After a pair of excellent individual seasons, Cherokee’s AJ Swann and Creekview’s Mason Hicks are the 2021 Cherokee County Co-Offensive Players of the Year.
Hicks led the Grizzlies to the county’s best record during the regular season at 8-2 and another appearance in the Class AAAAAA state playoffs. For the senior, it was a perfect way to bounce back following his absence from the 2020 season.
“This is a kid who missed his junior year with heart surgery,” Creekview coach Trevor Williams said. “He came back and had an unbelievable year. We saw his teammates and how much they believed in him. He was so calm and collected in big moments. He wanted the ball in his hands with the game on the line.”
The connection between Hicks and his teammates was a major reason for the his success. Beginning with summer conditioning, Creekview's players had a near-inseparable bond.

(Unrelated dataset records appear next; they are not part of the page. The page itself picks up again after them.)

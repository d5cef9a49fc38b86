use crate::domain::model::LabReport;
use crate::utils::error::{LabError, Result};
use std::fmt::Write;

/// Human readable summary of a finished run.
pub fn render_summary(report: &LabReport) -> String {
    let mut out = String::new();
    let _ = writeln!(
        out,
        "📋 Isolation lab report ({})",
        report.started_at.format("%Y-%m-%d %H:%M:%S UTC")
    );

    for scenario in &report.scenarios {
        let mark = if scenario.passed { "✅" } else { "❌" };
        let _ = writeln!(
            out,
            "  {} {} ({}ms)",
            mark, scenario.name, scenario.duration_ms
        );
        for note in &scenario.observations {
            let _ = writeln!(out, "      {}", note);
        }
        if let Some(error) = &scenario.error {
            let _ = writeln!(out, "      error: {}", error);
        }
    }

    let passed = report.scenarios.len() - report.failed().len();
    let _ = writeln!(
        out,
        "  {}/{} scenario(s) passed, {} transfer(s) recorded",
        passed,
        report.scenarios.len(),
        report.transfers.len()
    );
    out
}

pub fn render_json(report: &LabReport) -> Result<String> {
    Ok(serde_json::to_string_pretty(report)?)
}

/// Turns failed scenarios into an error so the binaries can map it to an
/// exit code.
pub fn ensure_passed(report: &LabReport) -> Result<()> {
    let failed = report.failed();
    if failed.is_empty() {
        return Ok(());
    }
    let names: Vec<&str> = failed.iter().map(|s| s.name.as_str()).collect();
    Err(LabError::ScenarioFailed {
        scenario: names.join(", "),
        message: format!("{} of {} scenario(s) failed", failed.len(), report.scenarios.len()),
    })
}
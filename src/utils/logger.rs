use tracing_subscriber::{layer::SubscriberExt, util::SubscriberInitExt, EnvFilter};

pub fn init_cli_logger(verbose: bool) {
    let filter = if verbose {
        EnvFilter::try_from_default_env()
            .unwrap_or_else(|_| EnvFilter::new("isolation_lab=debug,info"))
    } else {
        EnvFilter::try_from_default_env().unwrap_or_else(|_| EnvFilter::new("isolation_lab=info"))
    };

    tracing_subscriber::registry()
        .with(filter)
        .with(
            tracing_subscriber::fmt::layer()
                .with_target(false)
                .with_thread_ids(false)
                .with_file(false)
                .with_line_number(false)
                .compact(),
        )
        .init();
}

/// 結構化輸出，方便把實驗紀錄交給其他工具；寫到 stderr，stdout 留給報告
pub fn init_json_logger(level: Option<&str>) {
    let default_directive = format!("isolation_lab={}", level.unwrap_or("info"));
    let filter =
        EnvFilter::try_from_default_env().unwrap_or_else(|_| EnvFilter::new(default_directive));

    tracing_subscriber::registry()
        .with(filter)
        .with(
            tracing_subscriber::fmt::layer()
                .with_target(false)
                .with_thread_ids(true)
                .with_file(false)
                .with_line_number(false)
                .with_writer(std::io::stderr)
                .json(),
        )
        .init();
}
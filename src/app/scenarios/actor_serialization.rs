use crate::app::scenarios::ACTOR_SERIALIZATION;
use crate::core::actor::{Actor, Context, Handler, Message};
use crate::core::runtime::Runtime;
use crate::core::task::spawn_detached;
use crate::domain::model::ScenarioOutcome;
use crate::domain::ports::Scenario;
use crate::utils::error::Result;
use async_trait::async_trait;
use std::sync::atomic::{AtomicU64, AtomicUsize, Ordering};
use std::sync::Arc;

/// Counter whose update is split by an await point.
#[derive(Debug)]
pub struct CounterActor {
    value: u64,
    in_flight: Arc<AtomicUsize>,
    max_in_flight: Arc<AtomicUsize>,
}

impl CounterActor {
    pub fn new(in_flight: Arc<AtomicUsize>, max_in_flight: Arc<AtomicUsize>) -> Self {
        Self {
            value: 0,
            in_flight,
            max_in_flight,
        }
    }
}

impl Actor for CounterActor {
    fn name(&self) -> &str {
        "CounterActor"
    }
}

pub struct Increment;

impl Message for Increment {
    type Reply = u64;
}

pub struct Current;

impl Message for Current {
    type Reply = u64;
}

#[async_trait]
impl Handler<Increment> for CounterActor {
    async fn handle(&mut self, _msg: Increment, _cx: &mut Context<Self>) -> u64 {
        let running = self.in_flight.fetch_add(1, Ordering::SeqCst) + 1;
        self.max_in_flight.fetch_max(running, Ordering::SeqCst);

        let read = self.value;
        tokio::task::yield_now().await;
        self.value = read + 1;

        self.in_flight.fetch_sub(1, Ordering::SeqCst);
        self.value
    }
}

#[async_trait]
impl Handler<Current> for CounterActor {
    async fn handle(&mut self, _msg: Current, _cx: &mut Context<Self>) -> u64 {
        self.value
    }
}

pub struct ActorSerializationScenario {
    calls: usize,
}

impl ActorSerializationScenario {
    pub fn new(calls: usize) -> Self {
        Self {
            calls: calls.max(1),
        }
    }
}

#[async_trait(?Send)]
impl Scenario for ActorSerializationScenario {
    fn name(&self) -> &str {
        ACTOR_SERIALIZATION
    }

    fn description(&self) -> &str {
        "concurrent calls into one actor never interleave"
    }

    async fn run(&self, runtime: &Runtime) -> Result<ScenarioOutcome> {
        let mut outcome = ScenarioOutcome::new();
        let in_flight = Arc::new(AtomicUsize::new(0));
        let max_in_flight = Arc::new(AtomicUsize::new(0));
        let counter = runtime.spawn_actor(CounterActor::new(
            Arc::clone(&in_flight),
            Arc::clone(&max_in_flight),
        ));

        let handles: Vec<_> = (0..self.calls)
            .map(|_| {
                let counter = counter.clone();
                spawn_detached(move |_| async move { counter.ask(Increment).await })
            })
            .collect();
        for handle in handles {
            handle.join().await??;
        }

        let value = counter.ask(Current).await?;
        outcome.check(
            value == self.calls as u64,
            format!("{} concurrent increments produced {}", self.calls, value),
        );
        outcome.check(
            max_in_flight.load(Ordering::SeqCst) == 1,
            format!(
                "at most one handler ran at a time (observed {})",
                max_in_flight.load(Ordering::SeqCst)
            ),
        );

        // 對照組：同樣的讀取-讓出-寫入，但沒有 actor 保護
        let unguarded = Arc::new(AtomicU64::new(0));
        let handles: Vec<_> = (0..self.calls)
            .map(|_| {
                let unguarded = Arc::clone(&unguarded);
                spawn_detached(move |_| async move {
                    let read = unguarded.load(Ordering::SeqCst);
                    tokio::task::yield_now().await;
                    unguarded.store(read + 1, Ordering::SeqCst);
                })
            })
            .collect();
        for handle in handles {
            handle.join().await?;
        }
        outcome.observe(format!(
            "without the actor the same update kept {} of {} increments",
            unguarded.load(Ordering::SeqCst),
            self.calls
        ));

        Ok(outcome)
    }
}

“It started during the summer,” Hicks said. “All the summer workouts, building a connection with my team and pushing through hard workouts really built that bond. It really helped us throughout the year with how close we were. We were playing for each other.”
Hicks threw for 1,644 yards, 22 touchdowns and four interceptions across 11 games, completing 60.7% of his passes with a 12.6-yard average per completion.
Williams said Hicks gave Creekview a chance to score every time he touched the ball.
Growing as a leader was one of Hicks’ goals for his senior year. He said the combination of his coaches and teammates made achieving the goal easy, while Creekview qualified for the playoffs for the third time in its quarterback’s four-year stay.
“I got to play my senior year with the guys I grew up with,” Hicks said. “It was really special, and we had such a tight senior class. The fact that we were as successful as we were only capped it off.”
For Swann, it was another statistically outstanding year at Cherokee. The Vanderbilt-bound quarterback led the county with 2,148 yards through 11 games, along with 22 touchdowns and nine interceptions.
Cherokee made the state playoffs for the fourth consecutive year, and Swann had a lot to do with the streak. His talent ensured the Warriors were perennial contenders in Class AAAAAAA.
“To play 7-A football, you need to have a triggerman,” Cherokee coach Josh Shaw said. “We have been on the other end of it where we did not have one, but it is definitely a luxury. The thing with AJ is that he is such a competitor, and you are in every game.”
Cherokee’s 14-13 win over Etowah late in the season is an example of Swann’s competitive spirit. The senior took the Warriors into the fourth quarter down 13-0 and led two touchdown drives as time wound down, both through the air.
Shaw said one of Swann’s defining moments was a sophomore year practice where in which Swann overthrew a dig route and the ball hit the coach right between the eyes. It became the team's go-to story for comedic relief.
Over the course of Swann’s four years at Cherokee, he consistently improved, especially in the areas of his game where he was not as effective. Any time Swann discovered a weakness in his game, he worked tirelessly to fix it, and he certainly did.
“He has improved dramatically,” Shaw said. “He is going to play Division-I football in the SEC, and he is doing it for free. He did not have those options his younger years, but he has put himself in position and worked really hard to earn everything he has achieved.”